China’s poor are often beset by inadequate infrastructure and a lack of access to education, health care and loans, and are vulnerable to natural disasters, Mr. Zheng said at the briefing, according to the Global Times tabloid.

“It’s a tough nut to crack,” Mr. Zheng said, according to the Global Times. “Poverty is a weak point for our goal of building a moderately prosperous society in all respects by 2020.”

China defines its rural poor as people who earn annual net income per capita of 2,300 Chinese yuan (about $375) or less, or roughly $1 a day. The World Bank, meanwhile, classifies people who subsist on less than $1.25 a day as living in “extreme poverty.”

Although China’s poverty line appears lower, some analysts say that level of income can provide for more consumption in rural China compared with the World Bank threshold, which is benchmarked to 2005 prices.

China accounted for 8% of the world’s “extreme poor” as of 2011, down from 13% a year earlier, according to the latest World Bank estimates. Only two countries contributed a larger share in 2011—India with 30% and Nigeria with 10%.
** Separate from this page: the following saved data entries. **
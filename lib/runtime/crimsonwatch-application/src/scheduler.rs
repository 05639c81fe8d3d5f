//! Polling scheduler.
//!
//! A cycle is `Idle -> Polling -> Idle`: fetch every source concurrently,
//! wait for all of them, merge, publish. At most one cycle is in flight;
//! triggers that arrive meanwhile are counted and dropped. After teardown
//! nothing is published, including the result of a cycle already running.

use std::sync::Arc;
use std::sync::atomic::{AtomicBool, AtomicU64, Ordering};
use std::time::Duration;

use anyhow::{Context, Result};
use chrono::Utc;
use tokio::task::JoinHandle;
use tokio::time::MissedTickBehavior;
use tokio_util::sync::CancellationToken;

use crimsonwatch_domain::{ErrorKind, WatchConfig};
use crimsonwatch_ports::{FetchRequest, SourceClient, SourceError, SourceResult, SourceSet};

use crate::merger::Merger;
use crate::store::SnapshotStore;

/// Cadence of the fast threat-summary variant.
pub const FAST_INTERVAL: Duration = Duration::from_millis(2500);

#[derive(Debug, Clone, Copy, PartialEq, Eq)]
pub struct SchedulerConfig {
    pub interval: Duration,
    pub source_timeout: Duration,
}

impl SchedulerConfig {
    pub fn from_config(config: &WatchConfig) -> Self {
        Self {
            interval: config.poll_interval(),
            source_timeout: config.source_timeout(),
        }
    }

    pub fn with_interval(mut self, interval: Duration) -> Self {
        self.interval = interval;
        self
    }
}

impl Default for SchedulerConfig {
    fn default() -> Self {
        Self {
            interval: Duration::from_secs(5),
            source_timeout: Duration::from_secs(4),
        }
    }
}

#[derive(Debug, Clone, Copy, Default, PartialEq, Eq)]
pub struct SchedulerStats {
    pub started: u64,
    pub published: u64,
    pub abandoned: u64,
    pub suppressed: u64,
}

#[derive(Default)]
struct Counters {
    started: AtomicU64,
    published: AtomicU64,
    abandoned: AtomicU64,
    suppressed: AtomicU64,
}

#[derive(Debug, Clone, Copy, PartialEq, Eq)]
pub enum CycleOutcome {
    Published { generation: u64, is_live: bool },
    /// Another cycle was already polling.
    Suppressed,
    /// Teardown happened while the cycle was in flight; result discarded.
    Abandoned,
    /// Teardown happened before the cycle started.
    Cancelled,
}

/// Clears the polling flag however the cycle ends.
struct PollingGuard<'a>(&'a AtomicBool);

impl Drop for PollingGuard<'_> {
    fn drop(&mut self) {
        self.0.store(false, Ordering::Release);
    }
}

pub struct PollScheduler {
    sources: SourceSet,
    merger: Merger,
    store: SnapshotStore,
    config: SchedulerConfig,
    polling: AtomicBool,
    cancel: CancellationToken,
    counters: Counters,
}

impl PollScheduler {
    pub fn new(sources: SourceSet, store: SnapshotStore, config: SchedulerConfig) -> Self {
        Self {
            sources,
            merger: Merger::default(),
            store,
            config,
            polling: AtomicBool::new(false),
            cancel: CancellationToken::new(),
            counters: Counters::default(),
        }
    }

    pub fn with_merger(mut self, merger: Merger) -> Self {
        self.merger = merger;
        self
    }

    pub fn store(&self) -> &SnapshotStore {
        &self.store
    }

    pub fn config(&self) -> SchedulerConfig {
        self.config
    }

    pub fn is_polling(&self) -> bool {
        self.polling.load(Ordering::Acquire)
    }

    pub fn is_torn_down(&self) -> bool {
        self.cancel.is_cancelled()
    }

    pub fn stats(&self) -> SchedulerStats {
        SchedulerStats {
            started: self.counters.started.load(Ordering::Relaxed),
            published: self.counters.published.load(Ordering::Relaxed),
            abandoned: self.counters.abandoned.load(Ordering::Relaxed),
            suppressed: self.counters.suppressed.load(Ordering::Relaxed),
        }
    }

    /// Run one cycle now, unless one is already polling.
    pub async fn run_cycle(&self) -> CycleOutcome {
        if self.cancel.is_cancelled() {
            return CycleOutcome::Cancelled;
        }
        if self
            .polling
            .compare_exchange(false, true, Ordering::AcqRel, Ordering::Acquire)
            .is_err()
        {
            self.counters.suppressed.fetch_add(1, Ordering::Relaxed);
            tracing::debug!("cycle already polling, trigger suppressed");
            return CycleOutcome::Suppressed;
        }
        let _guard = PollingGuard(&self.polling);
        self.counters.started.fetch_add(1, Ordering::Relaxed);
        self.store.set_loading(true);

        let started_at = Utc::now();
        let request = FetchRequest::new(started_at).with_fallback_profile(self.store.fallback_profile());
        let (metrics, metadata, fallback) = tokio::join!(
            self.fetch(self.sources.metrics.as_ref(), &request),
            self.fetch(self.sources.metadata.as_ref(), &request),
            self.fetch(self.sources.fallback.as_ref(), &request),
        );

        if self.cancel.is_cancelled() {
            self.counters.abandoned.fetch_add(1, Ordering::Relaxed);
            self.store.clear_loading();
            tracing::debug!(reason = %ErrorKind::TeardownRace, "discarding cycle result");
            return CycleOutcome::Abandoned;
        }

        let snapshot = self.merger.merge(metrics, metadata, fallback, started_at);
        let is_live = snapshot.is_live();
        let threat_level = snapshot.metrics().threat_level().value();
        let agents = snapshot.agents().len();
        let generation = self.store.publish(snapshot);
        self.counters.published.fetch_add(1, Ordering::Relaxed);
        tracing::info!(generation, is_live, threat_level, agents, "snapshot published");

        CycleOutcome::Published {
            generation,
            is_live,
        }
    }

    async fn fetch(&self, client: &dyn SourceClient, request: &FetchRequest) -> SourceResult {
        let after = self.config.source_timeout;
        match tokio::time::timeout(after, client.fetch(request)).await {
            Ok(result) => result,
            Err(_) => Err(SourceError::Timeout {
                origin: client.kind(),
                after,
            }),
        }
    }

    /// Drive cycles off the timer and manual refresh requests until teardown.
    /// Each cycle runs as its own task so a slow cycle never delays the
    /// timer; overlapping triggers are suppressed by [`Self::run_cycle`].
    pub async fn run(self: Arc<Self>) {
        let mut ticker = tokio::time::interval(self.config.interval);
        ticker.set_missed_tick_behavior(MissedTickBehavior::Skip);
        tracing::info!(interval_ms = self.config.interval.as_millis() as u64, "poll scheduler started");

        loop {
            tokio::select! {
                biased;
                _ = self.cancel.cancelled() => break,
                _ = ticker.tick() => {}
                _ = self.store.refresh_requested() => {
                    tracing::debug!("manual refresh requested");
                }
            }
            let scheduler = Arc::clone(&self);
            tokio::spawn(async move {
                scheduler.run_cycle().await;
            });
        }
        tracing::info!("poll scheduler stopped");
    }

    pub fn spawn(self: &Arc<Self>) -> SchedulerHandle {
        SchedulerHandle {
            scheduler: Arc::clone(self),
            task: tokio::spawn(Arc::clone(self).run()),
        }
    }

    /// Stop the timer and mark any in-flight cycle abandoned.
    pub fn teardown(&self) {
        if !self.cancel.is_cancelled() {
            tracing::info!(polling = self.is_polling(), "poll scheduler teardown");
        }
        self.cancel.cancel();
    }
}

pub struct SchedulerHandle {
    scheduler: Arc<PollScheduler>,
    task: JoinHandle<()>,
}

impl SchedulerHandle {
    pub fn scheduler(&self) -> &Arc<PollScheduler> {
        &self.scheduler
    }

    pub async fn shutdown(self) -> Result<()> {
        self.scheduler.teardown();
        self.task.await.context("poll scheduler task failed")
    }
}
Even so, China and India have been instrumental in reducing global poor in recent years, lifting a combined 232 million people above the international poverty line from 2008 to 2011, the World Bank said in a report released last week. China, on its part, lifted nearly 90 million people out of poverty, according to the report.

Roughly 1 billion people—or 14.5% of the world’s population—were living in “extreme poverty” in 2011, down from 1.25 billion three years earlier, the report said.

Rural-urban migration in China, like elsewhere around the world, has been instrumental in reducing poverty rates. About 53.7% of China’s population lived in urban areas by the end of last year, up from 40.5% a decade earlier, according to China’s National Bureau of Statistics.

In March, China’s government said it plans to boost the urbanization rate to 60% by 2020, though this would still fall short of an average 80% urbanization seen in developed countries.